A: No, industrialists have no apprehensions because Pakistan is not a country that could be imposed with the carbon limits in near future. We are a country that could get opportunities from this treaty. You will internalize the carbon benefits. Take the example of a tree. Previously, its utility was for timber purpose; you would cut it and have wood. After the Kyoto, it will be considered a 'carbon-sink' that means the tree is absorbing carbon dioxide emissions. To keep the tree in place, you will get seven to eight dollars for every ton of carbon that the tree absorbs. For renewable energy, if you want to put a hydro project that saves carbon emissions, you will get money for the amount of carbon emissions that it saves. You will get the certificates issued from this ministry saying that this much carbon emissions have been saved. These certificates could be sold in the global carbon market at the rate of around $7 per ton of carbon.
Q: Pakistan has already ratified several multi-lateral environmental agreements (MEAs). Kyoto is another addition. Do we have the capacity to implement all of them?
A: The performance has been low because the MEAs are the agreement in which the world is a signatory. So, when the opportunities come out, the entire world is competing for them. Only those countries benefit, that have focused policies and are aggressively marketing their opportunities. On Kyoto, by March, we will have a policy in place. Then we will market it to the world saying that we are a country that is looking for investments in carbon deduction.
Q: Who is making this policy?
A: I am overseeing the policymaking. We have a team working in the ministry on this issue. We have also instituted a special cell in the ministry to work for this. The first draft is being prepared by the ministry. We will put this draft in front of the stakeholders and have a few more meetings. We will have a widespread circulation of this draft policy so that we have everybody's ownership.
Q: This carbon credit seems to be a complex issue?
A: This carbon credit is not a complex issue. It is just like any other commodity like wheat, cotton, lentil - everything that is sold in the international market.
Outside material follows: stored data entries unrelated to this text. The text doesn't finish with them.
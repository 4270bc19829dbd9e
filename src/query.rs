use std::io::{self, Write};
use std::time::Instant;

use log::{debug, error};

use crate::error::QueryError;
use crate::formatter;
use crate::models::{SensorDescriptor, SensorRecord};

/// Something that can fetch and decode the properties of one sensor object.
pub trait SensorBus {
    fn read_sensor(&self, desc: &SensorDescriptor) -> Result<SensorRecord, QueryError>;
}

#[derive(Debug, Default, Clone, Copy, PartialEq, Eq)]
pub struct QuerySummary {
    pub printed: usize,
    pub failed: usize,
    pub filtered: usize,
}

/// Whether `desc` lives under `<namespace><sensor_type>/`. An absent or
/// empty type matches every sensor.
pub fn matches_type(namespace: &str, desc: &SensorDescriptor, sensor_type: Option<&str>) -> bool {
    let sensor_type = match sensor_type {
        Some(t) if !t.is_empty() => t,
        _ => return true,
    };

    let Some(rest) = desc.object.strip_prefix(namespace) else {
        return false;
    };

    match rest.split_once('/') {
        Some((segment, _)) => segment == sensor_type,
        None => false,
    }
}

/// Query each matching sensor in order and write one line per object to
/// `out`. A failing object gets a diagnostic line and the loop moves on.
pub fn print_sensors<B, W>(
    bus: &B,
    sensors: &[SensorDescriptor],
    namespace: &str,
    sensor_type: Option<&str>,
    out: &mut W,
) -> io::Result<QuerySummary>
where
    B: SensorBus + ?Sized,
    W: Write,
{
    let mut summary = QuerySummary::default();

    for desc in sensors {
        if !matches_type(namespace, desc, sensor_type) {
            summary.filtered += 1;
            continue;
        }

        let start = Instant::now();
        let result = bus.read_sensor(desc);
        debug!(
            "read_sensor {} took: {} ms",
            desc.object,
            start.elapsed().as_millis()
        );

        match result {
            Ok(record) => {
                writeln!(out, "{}", formatter::format_line(desc, &record))?;
                summary.printed += 1;
            }
            Err(e) => {
                error!("{}", e);
                writeln!(out, "{}: failed to read sensor object", desc.object)?;
                summary.failed += 1;
            }
        }
    }

    Ok(summary)
}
The carbon commodity comes into place in economics when you have the scarcity value. Or when you say that something has a finite value. Previously, there was nothing like carbon commodity. But now after you have put on limits on the developed countries and you have crossed the limits, you have to go out and buy some tons from the market. When you limit something, that thing gets a value.
Q: You think Pakistan could attract clients?
A: Pakistan has got a lot of opportunities. The potential is there for the wind, hydro, solar, forest and waste management - all of them produce carbon credits. Moreover, the benefit is, we produce the carbon credit at low cost. I am very hopeful that once we are in the market, we will have investors and benefit from Pakistan's carbon potential.